(Dataset content)

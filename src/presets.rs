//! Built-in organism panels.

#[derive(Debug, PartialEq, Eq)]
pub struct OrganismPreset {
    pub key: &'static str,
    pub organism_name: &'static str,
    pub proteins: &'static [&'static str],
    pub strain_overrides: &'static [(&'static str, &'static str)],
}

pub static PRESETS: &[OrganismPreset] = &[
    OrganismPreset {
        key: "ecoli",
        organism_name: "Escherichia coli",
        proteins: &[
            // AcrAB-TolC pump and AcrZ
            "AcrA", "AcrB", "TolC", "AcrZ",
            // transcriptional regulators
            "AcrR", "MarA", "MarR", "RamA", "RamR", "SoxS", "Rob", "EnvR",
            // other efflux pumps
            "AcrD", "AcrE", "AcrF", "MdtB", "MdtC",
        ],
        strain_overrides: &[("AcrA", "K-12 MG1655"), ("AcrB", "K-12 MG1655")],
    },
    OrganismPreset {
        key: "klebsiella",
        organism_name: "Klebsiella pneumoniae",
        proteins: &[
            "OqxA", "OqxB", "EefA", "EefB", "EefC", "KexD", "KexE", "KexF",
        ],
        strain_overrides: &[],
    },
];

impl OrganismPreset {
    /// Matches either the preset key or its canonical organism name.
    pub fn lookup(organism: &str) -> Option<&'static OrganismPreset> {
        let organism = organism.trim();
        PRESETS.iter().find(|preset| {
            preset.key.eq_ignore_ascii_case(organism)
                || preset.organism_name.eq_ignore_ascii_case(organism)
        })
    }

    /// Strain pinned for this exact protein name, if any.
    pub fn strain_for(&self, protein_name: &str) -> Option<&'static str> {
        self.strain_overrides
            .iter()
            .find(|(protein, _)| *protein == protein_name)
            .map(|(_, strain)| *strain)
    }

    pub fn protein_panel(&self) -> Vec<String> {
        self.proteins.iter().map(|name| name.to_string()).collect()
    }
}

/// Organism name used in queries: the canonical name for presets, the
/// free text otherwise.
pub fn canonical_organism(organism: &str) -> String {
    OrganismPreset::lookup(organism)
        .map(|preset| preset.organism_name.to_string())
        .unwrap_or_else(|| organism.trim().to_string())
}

(End Dataset content)
(Dataset content)

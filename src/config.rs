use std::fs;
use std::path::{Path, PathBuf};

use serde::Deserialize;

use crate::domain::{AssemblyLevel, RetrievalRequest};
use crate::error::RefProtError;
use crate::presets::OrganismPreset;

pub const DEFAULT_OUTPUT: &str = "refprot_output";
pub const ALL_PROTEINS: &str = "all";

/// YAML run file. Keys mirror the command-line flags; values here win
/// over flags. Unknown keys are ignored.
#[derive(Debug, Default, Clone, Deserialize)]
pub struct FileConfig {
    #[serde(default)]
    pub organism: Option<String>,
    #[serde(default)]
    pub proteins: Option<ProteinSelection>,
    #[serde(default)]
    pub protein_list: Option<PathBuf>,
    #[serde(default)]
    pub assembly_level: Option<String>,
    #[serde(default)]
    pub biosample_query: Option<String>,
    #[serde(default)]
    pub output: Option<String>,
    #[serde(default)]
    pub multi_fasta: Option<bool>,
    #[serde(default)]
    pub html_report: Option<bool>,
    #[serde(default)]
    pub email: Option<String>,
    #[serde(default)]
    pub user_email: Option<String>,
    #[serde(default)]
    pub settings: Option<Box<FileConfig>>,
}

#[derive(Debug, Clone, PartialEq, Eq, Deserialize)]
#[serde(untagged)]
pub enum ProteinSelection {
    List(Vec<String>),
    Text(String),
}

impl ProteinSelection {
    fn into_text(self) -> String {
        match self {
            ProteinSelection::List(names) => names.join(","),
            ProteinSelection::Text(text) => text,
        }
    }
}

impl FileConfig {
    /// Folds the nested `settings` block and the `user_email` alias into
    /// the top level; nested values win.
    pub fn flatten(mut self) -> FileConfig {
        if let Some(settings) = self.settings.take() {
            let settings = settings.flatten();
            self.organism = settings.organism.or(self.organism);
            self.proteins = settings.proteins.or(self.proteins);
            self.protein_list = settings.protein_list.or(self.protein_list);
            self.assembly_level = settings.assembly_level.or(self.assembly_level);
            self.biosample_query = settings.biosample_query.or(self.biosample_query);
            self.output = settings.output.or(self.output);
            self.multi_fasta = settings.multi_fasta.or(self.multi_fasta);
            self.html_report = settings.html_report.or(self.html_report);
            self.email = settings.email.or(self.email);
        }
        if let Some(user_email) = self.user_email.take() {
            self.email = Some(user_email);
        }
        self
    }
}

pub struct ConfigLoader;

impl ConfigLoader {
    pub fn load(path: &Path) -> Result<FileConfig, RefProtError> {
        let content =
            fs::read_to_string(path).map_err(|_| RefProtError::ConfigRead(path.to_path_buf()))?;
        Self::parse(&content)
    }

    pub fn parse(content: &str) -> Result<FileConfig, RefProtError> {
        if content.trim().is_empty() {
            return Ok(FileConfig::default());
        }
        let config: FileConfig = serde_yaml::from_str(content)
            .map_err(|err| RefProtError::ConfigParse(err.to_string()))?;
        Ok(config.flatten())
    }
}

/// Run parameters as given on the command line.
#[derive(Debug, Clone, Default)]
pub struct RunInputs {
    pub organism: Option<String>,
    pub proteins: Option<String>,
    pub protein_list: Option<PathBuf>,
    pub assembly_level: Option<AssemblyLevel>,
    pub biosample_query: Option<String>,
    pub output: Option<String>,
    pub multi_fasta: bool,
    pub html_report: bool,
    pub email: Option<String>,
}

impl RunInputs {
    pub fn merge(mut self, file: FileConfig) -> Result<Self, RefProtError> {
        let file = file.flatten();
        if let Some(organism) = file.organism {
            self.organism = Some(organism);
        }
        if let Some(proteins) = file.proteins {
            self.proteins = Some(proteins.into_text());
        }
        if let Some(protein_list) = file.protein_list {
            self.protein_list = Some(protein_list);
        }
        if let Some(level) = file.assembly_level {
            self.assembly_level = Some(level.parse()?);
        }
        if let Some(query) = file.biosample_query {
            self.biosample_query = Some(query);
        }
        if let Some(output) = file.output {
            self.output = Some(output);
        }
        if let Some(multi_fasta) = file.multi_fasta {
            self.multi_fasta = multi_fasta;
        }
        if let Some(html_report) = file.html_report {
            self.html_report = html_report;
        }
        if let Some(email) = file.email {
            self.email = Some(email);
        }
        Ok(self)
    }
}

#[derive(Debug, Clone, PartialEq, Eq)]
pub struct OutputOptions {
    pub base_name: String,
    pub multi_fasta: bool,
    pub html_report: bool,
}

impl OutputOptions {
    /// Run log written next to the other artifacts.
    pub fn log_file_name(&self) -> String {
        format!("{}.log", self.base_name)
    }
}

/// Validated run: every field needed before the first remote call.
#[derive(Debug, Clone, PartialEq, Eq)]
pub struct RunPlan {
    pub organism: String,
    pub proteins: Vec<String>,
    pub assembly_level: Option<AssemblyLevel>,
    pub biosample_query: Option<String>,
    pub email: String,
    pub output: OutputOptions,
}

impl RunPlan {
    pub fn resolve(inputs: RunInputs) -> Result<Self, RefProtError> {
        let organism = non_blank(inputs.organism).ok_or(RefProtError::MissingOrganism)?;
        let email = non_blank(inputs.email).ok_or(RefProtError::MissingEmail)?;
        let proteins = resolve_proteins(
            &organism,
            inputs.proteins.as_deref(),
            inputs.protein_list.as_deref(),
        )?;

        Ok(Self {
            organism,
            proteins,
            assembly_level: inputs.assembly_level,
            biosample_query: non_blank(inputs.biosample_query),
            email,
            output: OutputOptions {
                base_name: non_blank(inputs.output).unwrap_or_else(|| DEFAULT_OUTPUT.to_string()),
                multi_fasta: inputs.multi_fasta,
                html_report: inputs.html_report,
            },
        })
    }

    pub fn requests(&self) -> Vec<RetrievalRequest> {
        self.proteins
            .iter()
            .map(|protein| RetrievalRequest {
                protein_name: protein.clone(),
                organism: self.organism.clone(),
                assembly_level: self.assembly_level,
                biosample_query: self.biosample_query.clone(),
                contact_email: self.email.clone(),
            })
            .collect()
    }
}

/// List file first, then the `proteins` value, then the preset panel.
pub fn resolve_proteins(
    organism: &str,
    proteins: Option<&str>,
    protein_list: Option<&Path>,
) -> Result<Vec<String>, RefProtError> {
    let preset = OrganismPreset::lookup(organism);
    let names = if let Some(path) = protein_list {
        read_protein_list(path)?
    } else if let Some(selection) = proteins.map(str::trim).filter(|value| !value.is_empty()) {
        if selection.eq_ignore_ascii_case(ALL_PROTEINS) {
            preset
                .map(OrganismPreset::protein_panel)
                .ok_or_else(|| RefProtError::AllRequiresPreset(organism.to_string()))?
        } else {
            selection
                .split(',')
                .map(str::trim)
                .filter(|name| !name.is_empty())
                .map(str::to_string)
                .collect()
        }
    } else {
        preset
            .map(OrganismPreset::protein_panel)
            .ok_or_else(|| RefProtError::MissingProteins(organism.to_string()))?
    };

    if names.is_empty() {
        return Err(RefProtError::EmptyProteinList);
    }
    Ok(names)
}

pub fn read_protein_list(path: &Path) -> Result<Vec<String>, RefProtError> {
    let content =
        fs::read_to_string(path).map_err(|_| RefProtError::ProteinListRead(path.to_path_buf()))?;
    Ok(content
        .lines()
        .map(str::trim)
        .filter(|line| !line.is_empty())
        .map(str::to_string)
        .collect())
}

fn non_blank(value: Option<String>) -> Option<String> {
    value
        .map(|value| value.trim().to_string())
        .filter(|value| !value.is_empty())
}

(End Dataset content)
(Dataset content)

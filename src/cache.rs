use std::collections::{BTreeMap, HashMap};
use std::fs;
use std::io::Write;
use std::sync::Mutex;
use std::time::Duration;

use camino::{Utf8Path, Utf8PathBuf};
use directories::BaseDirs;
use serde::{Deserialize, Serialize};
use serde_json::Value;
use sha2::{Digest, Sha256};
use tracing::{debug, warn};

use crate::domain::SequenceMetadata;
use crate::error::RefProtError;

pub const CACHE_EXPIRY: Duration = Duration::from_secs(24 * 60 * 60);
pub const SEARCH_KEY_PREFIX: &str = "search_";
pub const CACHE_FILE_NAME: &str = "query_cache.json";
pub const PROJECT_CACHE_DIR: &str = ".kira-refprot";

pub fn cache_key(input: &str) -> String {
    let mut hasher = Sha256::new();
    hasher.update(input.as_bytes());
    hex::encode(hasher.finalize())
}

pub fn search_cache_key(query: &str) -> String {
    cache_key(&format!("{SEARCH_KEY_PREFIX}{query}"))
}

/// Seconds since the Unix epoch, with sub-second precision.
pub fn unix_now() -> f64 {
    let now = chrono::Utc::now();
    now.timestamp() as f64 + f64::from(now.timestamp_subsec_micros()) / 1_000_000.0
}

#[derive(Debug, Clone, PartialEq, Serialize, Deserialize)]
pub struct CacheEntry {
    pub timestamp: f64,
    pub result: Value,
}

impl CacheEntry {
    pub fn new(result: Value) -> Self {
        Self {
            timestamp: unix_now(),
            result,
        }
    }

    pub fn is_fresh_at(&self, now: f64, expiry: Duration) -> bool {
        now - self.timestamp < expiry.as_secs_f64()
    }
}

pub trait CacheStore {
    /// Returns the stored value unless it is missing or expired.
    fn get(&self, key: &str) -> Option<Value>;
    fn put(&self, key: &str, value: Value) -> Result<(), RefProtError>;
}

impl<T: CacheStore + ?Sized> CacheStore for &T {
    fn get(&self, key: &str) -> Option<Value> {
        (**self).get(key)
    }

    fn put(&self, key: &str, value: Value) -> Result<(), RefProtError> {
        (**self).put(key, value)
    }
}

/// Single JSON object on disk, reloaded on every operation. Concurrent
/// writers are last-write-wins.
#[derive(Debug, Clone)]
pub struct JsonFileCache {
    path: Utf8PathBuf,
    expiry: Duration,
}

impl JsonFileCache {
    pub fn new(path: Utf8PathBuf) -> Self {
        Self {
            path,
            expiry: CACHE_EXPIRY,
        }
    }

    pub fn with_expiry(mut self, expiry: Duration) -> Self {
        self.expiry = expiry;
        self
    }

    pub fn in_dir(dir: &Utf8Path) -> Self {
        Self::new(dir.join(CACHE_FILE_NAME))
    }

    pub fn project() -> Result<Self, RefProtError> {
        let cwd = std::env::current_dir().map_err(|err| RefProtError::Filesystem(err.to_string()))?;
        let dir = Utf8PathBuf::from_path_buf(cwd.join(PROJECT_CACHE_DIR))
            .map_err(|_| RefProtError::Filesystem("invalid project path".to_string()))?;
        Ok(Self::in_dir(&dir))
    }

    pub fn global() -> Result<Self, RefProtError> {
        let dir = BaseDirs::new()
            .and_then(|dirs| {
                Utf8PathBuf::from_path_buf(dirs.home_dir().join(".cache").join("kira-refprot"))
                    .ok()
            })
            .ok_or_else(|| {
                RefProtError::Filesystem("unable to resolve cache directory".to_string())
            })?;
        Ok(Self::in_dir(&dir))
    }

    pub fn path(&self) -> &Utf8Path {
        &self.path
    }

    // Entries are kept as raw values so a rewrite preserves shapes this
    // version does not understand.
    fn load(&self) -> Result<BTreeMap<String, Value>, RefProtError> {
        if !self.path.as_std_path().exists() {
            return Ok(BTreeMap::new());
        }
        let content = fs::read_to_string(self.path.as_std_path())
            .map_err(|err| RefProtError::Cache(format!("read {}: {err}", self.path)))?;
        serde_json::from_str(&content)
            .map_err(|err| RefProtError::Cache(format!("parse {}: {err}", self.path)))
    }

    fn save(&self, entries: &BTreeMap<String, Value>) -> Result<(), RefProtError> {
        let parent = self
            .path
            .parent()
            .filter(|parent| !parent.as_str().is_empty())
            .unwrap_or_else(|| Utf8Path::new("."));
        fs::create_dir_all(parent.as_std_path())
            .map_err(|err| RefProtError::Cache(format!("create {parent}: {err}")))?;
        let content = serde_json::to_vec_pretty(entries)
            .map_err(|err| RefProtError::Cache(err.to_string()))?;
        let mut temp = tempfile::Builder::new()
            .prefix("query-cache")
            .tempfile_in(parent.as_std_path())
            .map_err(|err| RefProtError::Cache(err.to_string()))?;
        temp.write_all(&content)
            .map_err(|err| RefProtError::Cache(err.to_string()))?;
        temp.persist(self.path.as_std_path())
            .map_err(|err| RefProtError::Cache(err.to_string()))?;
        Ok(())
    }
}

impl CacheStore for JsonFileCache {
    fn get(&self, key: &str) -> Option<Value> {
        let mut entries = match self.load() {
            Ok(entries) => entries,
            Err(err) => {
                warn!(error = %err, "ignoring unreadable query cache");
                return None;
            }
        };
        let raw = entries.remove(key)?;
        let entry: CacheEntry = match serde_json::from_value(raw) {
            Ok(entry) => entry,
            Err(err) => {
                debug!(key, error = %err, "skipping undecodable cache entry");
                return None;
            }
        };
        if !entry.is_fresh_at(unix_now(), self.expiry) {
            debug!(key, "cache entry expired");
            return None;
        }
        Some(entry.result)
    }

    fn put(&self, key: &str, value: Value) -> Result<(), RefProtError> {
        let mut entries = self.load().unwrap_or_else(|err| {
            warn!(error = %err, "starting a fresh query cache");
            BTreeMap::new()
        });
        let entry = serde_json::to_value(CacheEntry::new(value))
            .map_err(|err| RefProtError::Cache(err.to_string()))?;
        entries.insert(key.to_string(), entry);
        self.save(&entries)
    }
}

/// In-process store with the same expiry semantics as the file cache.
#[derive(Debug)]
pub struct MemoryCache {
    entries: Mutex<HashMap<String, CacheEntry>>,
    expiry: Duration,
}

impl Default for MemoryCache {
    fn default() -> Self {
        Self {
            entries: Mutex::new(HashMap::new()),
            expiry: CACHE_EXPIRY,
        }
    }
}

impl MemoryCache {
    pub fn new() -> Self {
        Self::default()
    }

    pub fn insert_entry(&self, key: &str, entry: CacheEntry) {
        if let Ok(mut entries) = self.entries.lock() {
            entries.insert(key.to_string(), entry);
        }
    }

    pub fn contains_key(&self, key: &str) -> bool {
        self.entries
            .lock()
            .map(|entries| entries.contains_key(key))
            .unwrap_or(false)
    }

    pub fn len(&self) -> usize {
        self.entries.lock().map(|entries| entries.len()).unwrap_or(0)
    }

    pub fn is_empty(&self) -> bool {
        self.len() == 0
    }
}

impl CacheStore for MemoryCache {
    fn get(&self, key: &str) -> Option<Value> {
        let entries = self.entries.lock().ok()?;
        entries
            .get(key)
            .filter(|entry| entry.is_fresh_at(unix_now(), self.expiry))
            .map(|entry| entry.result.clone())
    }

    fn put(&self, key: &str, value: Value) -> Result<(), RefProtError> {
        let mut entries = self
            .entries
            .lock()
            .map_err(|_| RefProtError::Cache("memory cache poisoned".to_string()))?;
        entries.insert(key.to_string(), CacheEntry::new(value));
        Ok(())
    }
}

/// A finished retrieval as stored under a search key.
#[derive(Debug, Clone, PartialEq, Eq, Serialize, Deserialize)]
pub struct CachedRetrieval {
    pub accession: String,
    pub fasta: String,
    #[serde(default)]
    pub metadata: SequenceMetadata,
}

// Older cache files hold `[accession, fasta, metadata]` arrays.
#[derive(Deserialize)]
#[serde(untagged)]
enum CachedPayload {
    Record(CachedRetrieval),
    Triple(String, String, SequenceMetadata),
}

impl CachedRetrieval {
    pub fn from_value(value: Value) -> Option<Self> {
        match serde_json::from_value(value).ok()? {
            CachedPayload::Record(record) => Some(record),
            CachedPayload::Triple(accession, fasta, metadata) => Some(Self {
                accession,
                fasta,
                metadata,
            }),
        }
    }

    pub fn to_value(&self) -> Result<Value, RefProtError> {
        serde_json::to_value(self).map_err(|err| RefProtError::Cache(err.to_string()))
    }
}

(End Dataset content)

§ Goal of the exercise
From the records above, print exactly the lines that run from the line with "self.multi_fasta = multi_fasta;" to the line with "pub fn log_file_name(&self)", inclusive.

§ Solution to the problem
            self.multi_fasta = multi_fasta;
        }
        if let Some(html_report) = file.html_report {
            self.html_report = html_report;
        }
        if let Some(email) = file.email {
            self.email = Some(email);
        }
        Ok(self)
    }
}

#[derive(Debug, Clone, PartialEq, Eq)]
pub struct OutputOptions {
    pub base_name: String,
    pub multi_fasta: bool,
    pub html_report: bool,
}

impl OutputOptions {
    /// Run log written next to the other artifacts.
    pub fn log_file_name(&self) -> String {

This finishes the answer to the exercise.